(Stored data)

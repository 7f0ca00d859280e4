//! Screen layout derived from the viewport
//!
//! Layout never feeds back into game state: resizing only moves the board
//! origin, the cell size and the tray slot anchors.

use glam::Vec2;
use serde::{Deserialize, Serialize};

use crate::consts::{SQRT_3, TRAY_SLOTS};

/// Axis-aligned rectangle (top-left + size)
#[derive(Debug, Clone, Copy, PartialEq, Default, Serialize, Deserialize)]
pub struct Rect {
    pub pos: Vec2,
    pub size: Vec2,
}

impl Rect {
    pub fn new(x: f32, y: f32, w: f32, h: f32) -> Self {
        Self {
            pos: Vec2::new(x, y),
            size: Vec2::new(w, h),
        }
    }

    pub fn center(&self) -> Vec2 {
        self.pos + self.size * 0.5
    }

    pub fn contains(&self, p: Vec2) -> bool {
        p.x >= self.pos.x
            && p.y >= self.pos.y
            && p.x <= self.pos.x + self.size.x
            && p.y <= self.pos.y + self.size.y
    }
}

/// Board and tray placement for one viewport size
#[derive(Debug, Clone, Copy, PartialEq, Serialize, Deserialize)]
pub struct Layout {
    pub width: f32,
    pub height: f32,
    /// Tray below the board when portrait, to its right otherwise
    pub portrait: bool,
    pub board_rect: Rect,
    pub tray_rect: Rect,
    /// Pixel center of hex (0, 0)
    pub origin: Vec2,
    /// Hex size (center to corner)
    pub cell_size: f32,
}

/// Fraction of the board area the hexagon may fill
const BOARD_MARGIN: f32 = 0.94;

impl Layout {
    pub fn new(width: f32, height: f32, radius: i32, board_fraction: f32) -> Self {
        let width = width.max(1.0);
        let height = height.max(1.0);
        let portrait = height >= width;
        let fraction = board_fraction.clamp(0.1, 0.9);

        let (board_rect, tray_rect) = if portrait {
            let board_h = height * fraction;
            (
                Rect::new(0.0, 0.0, width, board_h),
                Rect::new(0.0, board_h, width, height - board_h),
            )
        } else {
            let board_w = width * fraction;
            (
                Rect::new(0.0, 0.0, board_w, height),
                Rect::new(board_w, 0.0, width - board_w, height),
            )
        };

        // A radius-N pointy-top hexagon spans √3·size·(2N+1) wide and size·(3N+2) tall
        let n = radius.max(0) as f32;
        let fit_w = board_rect.size.x / (SQRT_3 * (2.0 * n + 1.0));
        let fit_h = board_rect.size.y / (3.0 * n + 2.0);
        let cell_size = fit_w.min(fit_h) * BOARD_MARGIN;

        Self {
            width,
            height,
            portrait,
            board_rect,
            tray_rect,
            origin: board_rect.center(),
            cell_size,
        }
    }

    pub fn tray_slot_anchors(&self) -> [Vec2; TRAY_SLOTS] {
        tray_slot_anchors(self.tray_rect, self.portrait)
    }
}

/// Evenly spaced slot anchors along the tray's long axis
pub fn tray_slot_anchors(tray: Rect, portrait: bool) -> [Vec2; TRAY_SLOTS] {
    let center = tray.center();
    std::array::from_fn(|i| {
        let t = (i as f32 + 0.5) / TRAY_SLOTS as f32;
        if portrait {
            Vec2::new(tray.pos.x + tray.size.x * t, center.y)
        } else {
            Vec2::new(center.x, tray.pos.y + tray.size.y * t)
        }
    })
}
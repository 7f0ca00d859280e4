//! Hexagon-shaped board of axial cells
//!
//! The key set is fixed at construction: every coordinate within `radius` of
//! the origin. Only occupancy changes afterwards.

use std::collections::BTreeMap;

use serde::{Deserialize, Serialize};

use super::hex::{Axis, HexCoord};
use super::piece::PieceColor;

/// Occupancy of a single board cell
#[derive(Debug, Clone, Copy, PartialEq, Eq, Default, Serialize, Deserialize)]
pub enum Cell {
    #[default]
    Empty,
    Filled(PieceColor),
}

impl Cell {
    pub fn is_empty(&self) -> bool {
        matches!(self, Cell::Empty)
    }

    pub fn color(&self) -> Option<PieceColor> {
        match self {
            Cell::Empty => None,
            Cell::Filled(color) => Some(*color),
        }
    }
}

/// The hex board
#[derive(Debug, Clone, PartialEq, Eq, Serialize, Deserialize)]
pub struct Board {
    radius: i32,
    cells: BTreeMap<HexCoord, Cell>,
}

impl Board {
    /// Create a board with every cell within `radius` empty
    pub fn new(radius: i32) -> Self {
        let radius = radius.max(0);
        let mut cells = BTreeMap::new();
        for q in -radius..=radius {
            for r in -radius..=radius {
                let hex = HexCoord::new(q, r);
                if hex.distance_from_origin() <= radius {
                    cells.insert(hex, Cell::Empty);
                }
            }
        }
        Self { radius, cells }
    }

    pub fn radius(&self) -> i32 {
        self.radius
    }

    /// Total number of cells: 3N(N+1) + 1
    pub fn cell_count(&self) -> usize {
        self.cells.len()
    }

    pub fn occupied_count(&self) -> usize {
        self.cells.values().filter(|c| !c.is_empty()).count()
    }

    pub fn is_in_bounds(&self, hex: HexCoord) -> bool {
        self.cells.contains_key(&hex)
    }

    /// False for out-of-bounds coordinates
    pub fn is_empty(&self, hex: HexCoord) -> bool {
        matches!(self.cells.get(&hex), Some(Cell::Empty))
    }

    pub fn get(&self, hex: HexCoord) -> Option<Cell> {
        self.cells.get(&hex).copied()
    }

    /// Fill a cell. Returns false (and changes nothing) when out of bounds.
    pub fn occupy(&mut self, hex: HexCoord, color: PieceColor) -> bool {
        match self.cells.get_mut(&hex) {
            Some(cell) => {
                *cell = Cell::Filled(color);
                true
            }
            None => false,
        }
    }

    /// Empty a cell. Returns false when out of bounds.
    pub fn clear(&mut self, hex: HexCoord) -> bool {
        match self.cells.get_mut(&hex) {
            Some(cell) => {
                *cell = Cell::Empty;
                true
            }
            None => false,
        }
    }

    /// Empty every cell (level-up). Radius and key set are unchanged.
    pub fn reset(&mut self) {
        for cell in self.cells.values_mut() {
            *cell = Cell::Empty;
        }
    }

    /// All cells in row-major order
    pub fn cells(&self) -> impl Iterator<Item = (HexCoord, Cell)> + '_ {
        self.cells.iter().map(|(hex, cell)| (*hex, *cell))
    }

    /// Every in-bounds coordinate whose `axis` component equals `value`.
    /// Empty when `value` lies outside [-radius, radius].
    pub fn axis_line(&self, axis: Axis, value: i32) -> Vec<HexCoord> {
        let n = self.radius;
        if value.abs() > n {
            return Vec::new();
        }
        // The free component ranges so that the dependent one stays in bounds
        let lo = (-n).max(-n - value);
        let hi = n.min(n - value);
        (lo..=hi)
            .map(|t| match axis {
                Axis::Q => HexCoord::new(value, t),
                Axis::R => HexCoord::new(t, value),
                Axis::S => HexCoord::new(t, -t - value),
            })
            .collect()
    }

    pub fn is_line_full(&self, axis: Axis, value: i32) -> bool {
        let line = self.axis_line(axis, value);
        !line.is_empty() && line.iter().all(|hex| !self.is_empty(*hex))
    }
}

#[cfg(test)]
mod tests {
    use super::*;

    #[test]
    fn test_board_cell_counts() {
        assert_eq!(Board::new(0).cell_count(), 1);
        assert_eq!(Board::new(1).cell_count(), 7);
        assert_eq!(Board::new(2).cell_count(), 19);
        assert_eq!(Board::new(4).cell_count(), 61);
    }

    #[test]
    fn test_bounds() {
        let board = Board::new(2);
        assert!(board.is_in_bounds(HexCoord::new(2, -2)));
        assert!(board.is_in_bounds(HexCoord::new(-2, 0)));
        assert!(!board.is_in_bounds(HexCoord::new(2, 1)));
        assert!(!board.is_in_bounds(HexCoord::new(3, 0)));
        assert!(!board.is_empty(HexCoord::new(3, 0)));
    }

    #[test]
    fn test_occupy_and_clear() {
        let mut board = Board::new(2);
        let hex = HexCoord::new(1, 0);
        assert!(board.is_empty(hex));
        assert!(board.occupy(hex, PieceColor::Blue));
        assert!(!board.is_empty(hex));
        assert_eq!(board.get(hex), Some(Cell::Filled(PieceColor::Blue)));
        assert_eq!(board.occupied_count(), 1);

        assert!(board.clear(hex));
        assert!(board.is_empty(hex));

        // Out of bounds never grows the key set
        assert!(!board.occupy(HexCoord::new(5, 5), PieceColor::Red));
        assert_eq!(board.cell_count(), 19);
    }

    #[test]
    fn test_reset_keeps_keys() {
        let mut board = Board::new(3);
        for (hex, _) in board.clone().cells() {
            board.occupy(hex, PieceColor::Green);
        }
        assert_eq!(board.occupied_count(), board.cell_count());
        board.reset();
        assert_eq!(board.occupied_count(), 0);
        assert_eq!(board, Board::new(3));
    }

    #[test]
    fn test_axis_line_lengths() {
        let board = Board::new(3);
        for axis in Axis::ALL {
            for value in -3..=3 {
                let line = board.axis_line(axis, value);
                assert_eq!(line.len(), (7 - value.abs()) as usize, "{:?}={}", axis, value);
                for hex in &line {
                    assert!(board.is_in_bounds(*hex));
                    assert_eq!(axis.value_of(*hex), value);
                }
            }
            assert!(board.axis_line(axis, 4).is_empty());
        }
    }

    #[test]
    fn test_axis_lines_partition_board() {
        // Each axis' lines cover every cell exactly once
        let board = Board::new(2);
        for axis in Axis::ALL {
            let total: usize = (-2..=2).map(|v| board.axis_line(axis, v).len()).sum();
            assert_eq!(total, board.cell_count());
        }
    }

    #[test]
    fn test_is_line_full() {
        let mut board = Board::new(2);
        for hex in board.axis_line(Axis::R, 1) {
            board.occupy(hex, PieceColor::Red);
        }
        assert!(board.is_line_full(Axis::R, 1));
        assert!(!board.is_line_full(Axis::R, 0));
        assert!(!board.is_line_full(Axis::Q, 0));
    }
}
//! Shape generation for hexagonal primitives

use glam::Vec2;

use crate::sim::hex::{HexCoord, hex_to_pixel, hexagon_corners};
use crate::sim::piece::Piece;

/// Inset applied to every hexagon so neighbouring cells show a gap
pub const CELL_INSET: f32 = 0.92;

/// A filled (and optionally outlined) hexagon in canvas pixels
#[derive(Debug, Clone, Copy, PartialEq)]
pub struct Hexagon {
    pub center: Vec2,
    pub corners: [Vec2; 6],
    pub fill: [f32; 4],
    pub stroke: Option<[f32; 4]>,
}

impl Hexagon {
    pub fn new(center: Vec2, size: f32, fill: [f32; 4]) -> Self {
        Self {
            center,
            corners: hexagon_corners(center, size * CELL_INSET),
            fill,
            stroke: None,
        }
    }

    pub fn with_stroke(mut self, stroke: [f32; 4]) -> Self {
        self.stroke = Some(stroke);
        self
    }
}

/// Hexagon for a board cell
pub fn board_cell(hex: HexCoord, origin: Vec2, size: f32, fill: [f32; 4]) -> Hexagon {
    Hexagon::new(hex_to_pixel(hex, origin, size), size, fill)
}

/// One hexagon per piece cell at the piece's current position
pub fn piece_cells(piece: &Piece, size: f32, alpha: f32) -> Vec<Hexagon> {
    let [r, g, b, a] = piece.color.rgba();
    let fill = [r, g, b, a * alpha];
    piece
        .cell_centers(size)
        .into_iter()
        .map(|center| Hexagon::new(center, size, fill))
        .collect()
}

/// Scale a color's alpha
pub fn with_alpha(color: [f32; 4], alpha: f32) -> [f32; 4] {
    [color[0], color[1], color[2], color[3] * alpha]
}

/// CSS `rgba()` string for a color
pub fn css_rgba(color: [f32; 4]) -> String {
    let channel = |c: f32| (c.clamp(0.0, 1.0) * 255.0).round() as u8;
    format!(
        "rgba({}, {}, {}, {:.3})",
        channel(color[0]),
        channel(color[1]),
        channel(color[2]),
        color[3].clamp(0.0, 1.0)
    )
}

EXERCISE PROMPT =
Answer with one number only: how many lines above contain the word "Some".

WRITTEN SOLUTION =
6